Après des années de lobbying de la part de la société civile et des ONG, un nouveau protocole pour la distribution de méthadone est en cours d’implémentation à Maurice. Une décision qui a été accueillie favorablement par les acteurs concernés dans la lutte contre la toxicomanie. Une nouvelle approche qui vise à mettre fin à la distribution de méthadone dans les stations de police. Une pratique qui a été vivement critiquée pendant des années. Ainsi, dans un avenir proche, les 7 000 utilisateurs de la méthadone seront redirigés vers les dispensaires et ‘mediclinics’ aux quatre coins de l’île.

La question a été abordée, ce matin, lundi 8 mai lors de l’émission Anou Marye Pike, avec Jamie Cartick, ‘Program & Advocacy Officer’ au sein de l’ONG Collectif Urgence Toxida. Une émission animée par notre journaliste Frédéric Arekion, comme chaque lundi, entre 10 heures à 11 heures.

Selon Jamie Cartick, une personne sous méthadone doit être traitée comme tout autre patient. Selon les informations qui ont transpiré jusqu’ici, le nouveau protocole est mis en œuvre progressivement afin d’assurer une transition en douceur. Une telle mesure permettra de réduire le trafic de méthadone dans les rues et d’améliorer la qualité de vie des personnes qui sont sous ce traitement.

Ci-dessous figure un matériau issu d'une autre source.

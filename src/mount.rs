use crate::{
	element::Element,
	host::Host,
	instance::Instance,
	reconcile::{Reconciler, DEFAULT_DEPTH_LIMIT},
	Result,
};
use std::rc::Rc;
use tracing::instrument;

/// Configuration for a [`MountHandle`].
#[derive(Debug, Clone, Copy, PartialEq, Eq)]
pub struct MountOptions {
	/// How deeply elements (including component renders) may nest.
	pub depth_limit: usize,
}
impl Default for MountOptions {
	fn default() -> Self {
		Self {
			depth_limit: DEFAULT_DEPTH_LIMIT,
		}
	}
}

/// Mounts element trees into `container`, with default [`MountOptions`].
pub fn mount<H: Host>(host: Rc<H>, container: H::Node) -> MountHandle<H> {
	MountHandle::new(host, container, MountOptions::default())
}

/// Owns the root instance rendered into one container node.
///
/// Mounts are independent of each other. Dropping a handle leaves the host tree as it is.
pub struct MountHandle<H: Host> {
	reconciler: Reconciler<H>,
	container: H::Node,
	root: Option<Instance<H>>,
}
impl<H: Host> MountHandle<H> {
	#[must_use]
	pub fn new(host: Rc<H>, container: H::Node, options: MountOptions) -> Self {
		Self {
			reconciler: Reconciler::new(host).with_depth_limit(options.depth_limit),
			container,
			root: None,
		}
	}

	/// Renders `element` into the container, reconciling against what was rendered before.
	///
	/// # Errors
	///
	/// Forwarded from the [`Reconciler`].
	/// If a pass over an existing root fails, the root instance is kept but the host tree may be partially updated.
	#[instrument(skip(self, element))]
	pub fn render(&mut self, element: &Element) -> Result<()> {
		if let Some(root) = self.root.as_mut() {
			return self.reconciler.update(&self.container, root, element);
		}
		self.root = self.reconciler.reconcile(&self.container, None, Some(element))?;
		Ok(())
	}

	/// Removes the rendered tree from the container.
	///
	/// Components inside it are detached: Their [`Updater`](`crate::Updater`)s fail from now on.
	///
	/// # Errors
	///
	/// Forwarded from the [`Reconciler`].
	#[instrument(skip(self))]
	pub fn unmount(&mut self) -> Result<()> {
		let root = self.root.take();
		self.root = self.reconciler.reconcile(&self.container, root, None)?;
		Ok(())
	}

	#[must_use]
	pub fn root(&self) -> Option<&Instance<H>> {
		self.root.as_ref()
	}

	#[must_use]
	pub fn container(&self) -> &H::Node {
		&self.container
	}

	#[must_use]
	pub fn reconciler(&self) -> &Reconciler<H> {
		&self.reconciler
	}
}
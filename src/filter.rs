//! Filter passes applying a condition tree across a collection of records.
//!
//! Every pass evaluates the condition against every input record in input order,
//! never mutates the input and allocates a fresh output. Nothing is cached between
//! passes.

use crate::{
    condition::Condition,
    error::ConfigurationError,
    logging::sift_log,
    option::FilterOptions,
    point::{PointCloud, Record},
};

/// Records of `input` that satisfy `condition`, in input order.
pub fn filter<R: Record>(input: &[R], condition: &Condition<R>) -> Vec<R> {
    input
        .iter()
        .filter(|record| condition.evaluate(record))
        .cloned()
        .collect()
}

/// Ascending indices of the records of `input` that satisfy `condition`.
pub fn filter_indices<R: Record>(input: &[R], condition: &Condition<R>) -> Vec<usize> {
    input
        .iter()
        .enumerate()
        .filter(|(_, record)| condition.evaluate(record))
        .map(|(index, _)| index)
        .collect()
}

/// Result of a [`ConditionalFilter`] pass.
#[derive(Debug, Clone, PartialEq)]
pub struct FilterOutput<R> {
    /// Records that passed, or the masked grid in organized mode.
    pub cloud: PointCloud<R>,
    /// Ascending input indices of rejected records, when extraction is enabled.
    pub removed_indices: Option<Vec<usize>>,
}

/// Configured filter driver: one root condition plus output options.
///
/// The condition is optional while the driver is being configured; running a
/// pass without one is a [`ConfigurationError::MissingCondition`].
#[derive(Debug, Clone)]
pub struct ConditionalFilter<R> {
    condition: Option<Condition<R>>,
    options: FilterOptions,
}

impl<R> Default for ConditionalFilter<R> {
    fn default() -> Self {
        Self {
            condition: None,
            options: FilterOptions::default(),
        }
    }
}

impl<R: Record> ConditionalFilter<R> {
    /// Driver without a condition.
    pub fn new(options: FilterOptions) -> Self {
        Self {
            condition: None,
            options,
        }
    }

    /// Sets the root condition, builder style.
    #[must_use]
    pub fn with_condition(mut self, condition: impl Into<Condition<R>>) -> Self {
        self.condition = Some(condition.into());
        self
    }

    /// Replaces the root condition.
    pub fn set_condition(&mut self, condition: impl Into<Condition<R>>) {
        self.condition = Some(condition.into());
    }

    /// Removes and returns the root condition.
    pub fn clear_condition(&mut self) -> Option<Condition<R>> {
        self.condition.take()
    }

    /// Current root condition.
    pub fn condition(&self) -> Option<&Condition<R>> {
        self.condition.as_ref()
    }

    /// Output options.
    pub fn options(&self) -> &FilterOptions {
        &self.options
    }

    /// Runs one filter pass over `input`.
    pub fn filter(&self, input: &PointCloud<R>) -> Result<FilterOutput<R>, ConfigurationError> {
        let Some(condition) = self.condition.as_ref() else {
            sift_log!(
                log::Level::Warn,
                "conditional_filter_missing_condition",
                "input={}",
                input.len(),
            );
            return Err(ConfigurationError::MissingCondition);
        };

        let mut removed = self.options.extract_removed_indices.then(Vec::new);
        let mut points = Vec::with_capacity(input.len());
        let mut rejected = 0usize;
        for (index, record) in input.iter().enumerate() {
            if condition.evaluate(record) {
                points.push(record.clone());
                continue;
            }
            rejected += 1;
            if let Some(removed) = removed.as_mut() {
                removed.push(index);
            }
            if self.options.keep_organized {
                points.push(masked(record, self.options.fill_value));
            }
        }

        let cloud = if self.options.keep_organized {
            let is_dense =
                input.is_dense() && (rejected == 0 || self.options.fill_value.is_finite());
            PointCloud::from_parts(points, input.width(), input.height(), is_dense)
        } else {
            let width = points.len();
            PointCloud::from_parts(points, width, 1, input.is_dense())
        };

        sift_log!(
            log::Level::Debug,
            "conditional_filter_completed",
            "input={} kept={} removed={} organized={} condition={}",
            input.len(),
            input.len() - rejected,
            rejected,
            self.options.keep_organized,
            condition,
        );

        Ok(FilterOutput {
            cloud,
            removed_indices: removed,
        })
    }
}

// Only floating fields are masked; integer fields cannot represent NaN.
fn masked<R: Record>(record: &R, fill_value: f64) -> R {
    let mut out = record.clone();
    for index in (0..R::FIELDS.len()).filter(|index| R::holds_nan(*index)) {
        out.set_field(index, fill_value);
    }
    out
}
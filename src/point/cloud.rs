use std::{ops::Index, slice, vec};

use super::{FieldAccessor, Record};
use crate::error::ConfigurationError;

/// Ordered, owned collection of records.
///
/// Organized clouds keep a `width x height` grid layout (row-major); unorganized
/// clouds have `height == 1`. `is_dense` is true when no record carries a
/// non-finite value.
#[derive(Debug, Clone, PartialEq)]
pub struct PointCloud<R> {
    points: Vec<R>,
    width: usize,
    height: usize,
    is_dense: bool,
}

/// Finite value range observed for one field.
#[derive(Debug, Clone, Copy, PartialEq)]
pub struct FieldBounds {
    /// Smallest finite value.
    pub min: f64,
    /// Largest finite value.
    pub max: f64,
}

impl FieldBounds {
    /// Center of the range.
    pub fn midpoint(&self) -> f64 {
        (self.min + self.max) * 0.5
    }
}

impl<R> Default for PointCloud<R> {
    fn default() -> Self {
        Self {
            points: Vec::new(),
            width: 0,
            height: 1,
            is_dense: true,
        }
    }
}

impl<R> PointCloud<R> {
    /// Wraps `points` as an unorganized dense cloud.
    pub fn from_points(points: Vec<R>) -> Self {
        Self {
            width: points.len(),
            height: 1,
            is_dense: true,
            points,
        }
    }

    /// Wraps `points` as a `width x height` grid.
    pub fn organized(
        points: Vec<R>,
        width: usize,
        height: usize,
    ) -> Result<Self, ConfigurationError> {
        if width.checked_mul(height) != Some(points.len()) {
            return Err(ConfigurationError::DimensionMismatch {
                width,
                height,
                len: points.len(),
            });
        }
        Ok(Self {
            points,
            width,
            height,
            is_dense: true,
        })
    }

    /// Overrides the density flag.
    #[must_use]
    pub fn with_dense(self, is_dense: bool) -> Self {
        Self { is_dense, ..self }
    }

    pub(crate) fn from_parts(points: Vec<R>, width: usize, height: usize, is_dense: bool) -> Self {
        debug_assert_eq!(width * height, points.len());
        Self {
            points,
            width,
            height,
            is_dense,
        }
    }

    /// Number of records.
    pub fn len(&self) -> usize {
        self.points.len()
    }

    /// True when the cloud holds no records.
    pub fn is_empty(&self) -> bool {
        self.points.is_empty()
    }

    /// Row width.
    pub fn width(&self) -> usize {
        self.width
    }

    /// Row count; `1` for unorganized clouds.
    pub fn height(&self) -> usize {
        self.height
    }

    /// True for grid-shaped clouds with more than one row.
    pub fn is_organized(&self) -> bool {
        self.height > 1
    }

    /// Density flag.
    pub fn is_dense(&self) -> bool {
        self.is_dense
    }

    /// Records in order.
    pub fn points(&self) -> &[R] {
        &self.points
    }

    /// Iterates records in order.
    pub fn iter(&self) -> slice::Iter<'_, R> {
        self.points.iter()
    }

    /// Releases the underlying records.
    pub fn into_points(self) -> Vec<R> {
        self.points
    }
}

impl<R: Record> PointCloud<R> {
    /// Finite range of `field` across the cloud, or `None` when no record holds a
    /// finite value for it.
    pub fn bounds(&self, field: &FieldAccessor<R>) -> Option<FieldBounds> {
        self.points
            .iter()
            .map(|point| field.get(point))
            .filter(|value| value.is_finite())
            .fold(None, |acc, value| match acc {
                None => Some(FieldBounds {
                    min: value,
                    max: value,
                }),
                Some(bounds) => Some(FieldBounds {
                    min: bounds.min.min(value),
                    max: bounds.max.max(value),
                }),
            })
    }
}

impl<R> From<Vec<R>> for PointCloud<R> {
    fn from(points: Vec<R>) -> Self {
        Self::from_points(points)
    }
}

impl<R> FromIterator<R> for PointCloud<R> {
    fn from_iter<I: IntoIterator<Item = R>>(iter: I) -> Self {
        Self::from_points(iter.into_iter().collect())
    }
}

impl<R> Index<usize> for PointCloud<R> {
    type Output = R;

    fn index(&self, index: usize) -> &Self::Output {
        &self.points[index]
    }
}

impl<'a, R> IntoIterator for &'a PointCloud<R> {
    type Item = &'a R;
    type IntoIter = slice::Iter<'a, R>;

    fn into_iter(self) -> Self::IntoIter {
        self.points.iter()
    }
}

impl<R> IntoIterator for PointCloud<R> {
    type Item = R;
    type IntoIter = vec::IntoIter<R>;

    fn into_iter(self) -> Self::IntoIter {
        self.points.into_iter()
    }
}
use std::{cmp::Ordering, fmt, str::FromStr};

use crate::error::ConfigurationError;

/// Comparison operator applied between a field value and a threshold.
#[derive(Clone, Copy, Debug, PartialEq, Eq, Hash)]
pub enum ComparisonOp {
    /// Greater than (`>`).
    GreaterThan,
    /// Greater than or equal to (`>=`).
    GreaterThanOrEqual,
    /// Less than (`<`).
    LessThan,
    /// Less than or equal to (`<=`).
    LessThanOrEqual,
    /// Equals (`=`).
    Equal,
    /// Not equals (`!=`).
    NotEqual,
}

impl ComparisonOp {
    /// Returns a textual representation of the operator.
    #[must_use]
    pub fn as_str(self) -> &'static str {
        match self {
            ComparisonOp::GreaterThan => ">",
            ComparisonOp::GreaterThanOrEqual => ">=",
            ComparisonOp::LessThan => "<",
            ComparisonOp::LessThanOrEqual => "<=",
            ComparisonOp::Equal => "=",
            ComparisonOp::NotEqual => "!=",
        }
    }

    /// Returns the operator that swaps the left/right side of the comparison.
    #[must_use]
    pub fn flipped(self) -> Self {
        match self {
            ComparisonOp::Equal => ComparisonOp::Equal,
            ComparisonOp::NotEqual => ComparisonOp::NotEqual,
            ComparisonOp::LessThan => ComparisonOp::GreaterThan,
            ComparisonOp::LessThanOrEqual => ComparisonOp::GreaterThanOrEqual,
            ComparisonOp::GreaterThan => ComparisonOp::LessThan,
            ComparisonOp::GreaterThanOrEqual => ComparisonOp::LessThanOrEqual,
        }
    }

    /// Applies the operator to `lhs` and `rhs`.
    ///
    /// Unordered operands (either side NaN) never satisfy any operator, including
    /// [`ComparisonOp::NotEqual`].
    #[inline]
    #[must_use]
    pub fn test(self, lhs: f64, rhs: f64) -> bool {
        match lhs.partial_cmp(&rhs) {
            Some(ordering) => self.matches(ordering),
            None => false,
        }
    }

    #[inline]
    fn matches(self, ordering: Ordering) -> bool {
        match self {
            ComparisonOp::GreaterThan => ordering == Ordering::Greater,
            ComparisonOp::GreaterThanOrEqual => ordering != Ordering::Less,
            ComparisonOp::LessThan => ordering == Ordering::Less,
            ComparisonOp::LessThanOrEqual => ordering != Ordering::Greater,
            ComparisonOp::Equal => ordering == Ordering::Equal,
            ComparisonOp::NotEqual => ordering != Ordering::Equal,
        }
    }
}

impl fmt::Display for ComparisonOp {
    fn fmt(&self, f: &mut fmt::Formatter<'_>) -> fmt::Result {
        f.write_str(self.as_str())
    }
}

impl FromStr for ComparisonOp {
    type Err = ConfigurationError;

    /// Accepts symbolic operators and the short mnemonic names (`GT`, `GE`, `LT`,
    /// `LE`, `EQ`, `NE`, any case).
    fn from_str(s: &str) -> Result<Self, Self::Err> {
        let op = match s.trim() {
            ">" => ComparisonOp::GreaterThan,
            ">=" => ComparisonOp::GreaterThanOrEqual,
            "<" => ComparisonOp::LessThan,
            "<=" => ComparisonOp::LessThanOrEqual,
            "=" | "==" => ComparisonOp::Equal,
            "!=" => ComparisonOp::NotEqual,
            other => match other.to_ascii_uppercase().as_str() {
                "GT" => ComparisonOp::GreaterThan,
                "GE" => ComparisonOp::GreaterThanOrEqual,
                "LT" => ComparisonOp::LessThan,
                "LE" => ComparisonOp::LessThanOrEqual,
                "EQ" => ComparisonOp::Equal,
                "NE" => ComparisonOp::NotEqual,
                _ => return Err(ConfigurationError::UnknownOperator(s.to_string())),
            },
        };
        Ok(op)
    }
}
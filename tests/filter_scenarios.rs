use pointsift::{
    condition::{Combinator, Comparison, ComparisonOp, Composite, Condition, ConditionBuilder},
    error::ConfigurationError,
    filter::{filter, ConditionalFilter},
    option::FilterOptions,
    point::{PointCloud, PointXy, PointXyz},
};

fn sample() -> Vec<PointXy> {
    vec![
        PointXy::new(1.0, 1.0),
        PointXy::new(5.0, 5.0),
        PointXy::new(10.0, 1.0),
    ]
}

fn gt(field: &str, threshold: f32) -> Condition<PointXy> {
    Condition::compare(field, ComparisonOp::GreaterThan, threshold).expect("field exists")
}

#[test]
fn or_keeps_points_above_either_threshold() {
    let condition = Condition::or([gt("x", 4.0), gt("y", 4.0)]);
    assert_eq!(
        filter(&sample(), &condition),
        vec![PointXy::new(5.0, 5.0), PointXy::new(10.0, 1.0)]
    );
}

#[test]
fn and_keeps_points_above_both_thresholds() {
    let condition = Condition::and([gt("x", 4.0), gt("y", 4.0)]);
    assert_eq!(filter(&sample(), &condition), vec![PointXy::new(5.0, 5.0)]);
}

#[test]
fn empty_input_yields_empty_output() {
    let conditions = [
        Condition::or([gt("x", 4.0), gt("y", 4.0)]),
        Condition::and([]),
        Condition::or([]),
        Condition::functor(|_: &PointXy| true),
    ];
    for condition in &conditions {
        assert!(filter(&[], condition).is_empty());
    }

    let driver = ConditionalFilter::new(FilterOptions::default().extract_removed_indices(true))
        .with_condition(Condition::and([]));
    let output = driver
        .filter(&PointCloud::<PointXy>::default())
        .expect("condition set");
    assert!(output.cloud.is_empty());
    assert_eq!(output.removed_indices, Some(vec![]));
}

#[test]
fn missing_field_is_rejected_before_any_record_is_read() {
    let err = Comparison::<PointXy>::new("z", ComparisonOp::GreaterThan, 0.0)
        .expect_err("PointXy has no z");
    assert!(matches!(
        err,
        ConfigurationError::UnknownField { ref field, available, .. }
            if field == "z" && available == ["x", "y"]
    ));

    // The same name resolves for a record type that carries it.
    assert!(Comparison::<PointXyz>::new("z", ComparisonOp::GreaterThan, 0.0).is_ok());

    let err = ConditionBuilder::<PointXy>::or()
        .greater_than("x", 4.0)
        .greater_than("z", 0.0)
        .build()
        .expect_err("PointXy has no z");
    assert!(matches!(err, ConfigurationError::UnknownField { .. }));
}

#[test]
fn empty_composites_are_identities() {
    let points = sample();
    let all = Condition::Composite(Composite::new(Combinator::And));
    let none = Condition::Composite(Composite::new(Combinator::Or));
    assert_eq!(filter(&points, &all), points);
    assert!(filter(&points, &none).is_empty());
}

#[test]
fn single_child_composites_match_the_child() {
    let mut points = sample();
    points.push(PointXy::new(f32::NAN, 9.0));
    for op in [
        ComparisonOp::GreaterThan,
        ComparisonOp::GreaterThanOrEqual,
        ComparisonOp::LessThan,
        ComparisonOp::LessThanOrEqual,
        ComparisonOp::Equal,
        ComparisonOp::NotEqual,
    ] {
        let leaf = Condition::compare("x", op, 5.0).expect("x exists");
        let expected = filter(&points, &leaf);
        let and = Condition::Composite(Composite::with_children(Combinator::And, [leaf.clone()]));
        let or = Condition::Composite(Composite::with_children(Combinator::Or, [leaf]));
        assert_eq!(filter(&points, &and), expected, "AND[{op}]");
        assert_eq!(filter(&points, &or), expected, "OR[{op}]");
    }
}

#[test]
fn nan_fields_fail_every_comparison() {
    let points = vec![PointXy::new(f32::NAN, 0.0), PointXy::new(0.0, 0.0)];
    for op in [
        ComparisonOp::GreaterThan,
        ComparisonOp::GreaterThanOrEqual,
        ComparisonOp::LessThan,
        ComparisonOp::LessThanOrEqual,
        ComparisonOp::Equal,
        ComparisonOp::NotEqual,
    ] {
        let condition = Condition::compare("x", op, 1.0).expect("x exists");
        assert!(
            filter(&points, &condition)
                .iter()
                .all(|point| !point.x.is_nan()),
            "{op} kept a NaN field"
        );
    }
}

#[test]
fn functor_matches_hand_written_condition() {
    let points: Vec<PointXyz> = (0..50)
        .map(|i| PointXyz::new(i as f32, (i % 7) as f32, 0.0))
        .collect();
    let cloud = PointCloud::from_points(points.clone());
    let x = pointsift::FieldAccessor::new("x").expect("x exists");
    let y = pointsift::FieldAccessor::new("y").expect("y exists");
    let mid_x = cloud.bounds(&x).expect("finite").midpoint() as f32;
    let mid_y = cloud.bounds(&y).expect("finite").midpoint() as f32;

    let tree = ConditionBuilder::<PointXyz>::and()
        .greater_than("x", mid_x)
        .greater_than("y", mid_y)
        .build()
        .expect("fields exist");
    let functor = Condition::functor(move |p: &PointXyz| p.x > mid_x && p.y > mid_y);
    let naive: Vec<PointXyz> = points
        .iter()
        .filter(|p| p.x > mid_x && p.y > mid_y)
        .copied()
        .collect();

    assert!(!naive.is_empty());
    assert_eq!(filter(&points, &tree), naive);
    assert_eq!(filter(&points, &functor), naive);
}

#[test]
fn negation_follows_demorgan() {
    let mut points = sample();
    points.push(PointXy::new(f32::NAN, 5.0));
    let p = gt("x", 4.0);
    let q = gt("y", 4.0);

    let not_and = Condition::not(Condition::and([p.clone(), q.clone()]));
    let or_nots = Condition::or([Condition::not(p.clone()), Condition::not(q.clone())]);
    assert_eq!(filter(&points, &not_and), filter(&points, &or_nots));

    let pushed = Condition::and([p, q]).negate();
    assert_eq!(filter(&points, &pushed), filter(&points, &not_and));
}

#[test]
fn f64_literals_match_f32_fields_at_the_boundary() {
    let points = vec![PointXy::new(0.1, 0.0), PointXy::new(0.2, 0.0)];
    let gt = ConditionBuilder::<PointXy>::and()
        .greater_than("x", 0.1)
        .build()
        .expect("x exists");
    let eq = ConditionBuilder::<PointXy>::and()
        .equals("x", 0.1)
        .build()
        .expect("x exists");
    let ne = ConditionBuilder::<PointXy>::and()
        .not_equals("x", 0.1)
        .build()
        .expect("x exists");

    assert_eq!(filter(&points, &gt), vec![PointXy::new(0.2, 0.0)]);
    assert_eq!(filter(&points, &eq), vec![PointXy::new(0.1, 0.0)]);
    assert_eq!(filter(&points, &ne), vec![PointXy::new(0.2, 0.0)]);
}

Des formations, a-t-on appris, ont déjà commencé auprès du personnel de santé. Des facultés offrent même la possibilité aux professionnels de santé, d’entreprendre un diplôme en addictologie, l’étude des addictions. Cependant, il reste encore beaucoup de travail à faire pour combattre la discrimination et la stigmatisation envers ceux qui sont victimes de la drogue. Notre interlocutrice persiste à croire que les personnes sous méthadone, doivent être traitées comme n’importe quel autre patient. Il est, ainsi, important de disséminer l’information sur ce nouveau protocole, afin de clarifier les choses.

Le nouveau protocole est une façon de mieux réguler et de superviser les utilisateurs de méthadone. Pour Jamie Cartick, le succès du programme réside dans le fait d’éliminer les tabous. L’afflux des personnes sera, selon elle, un aspect important à prendre en considération. Elle se demande si la logistique dont nous disposons pourra supporter l’affluence. Il faudra répartir les 7 000 utilisateurs de la méthadone de manière égale, pour éviter une saturation de notre système de santé, conclut-elle.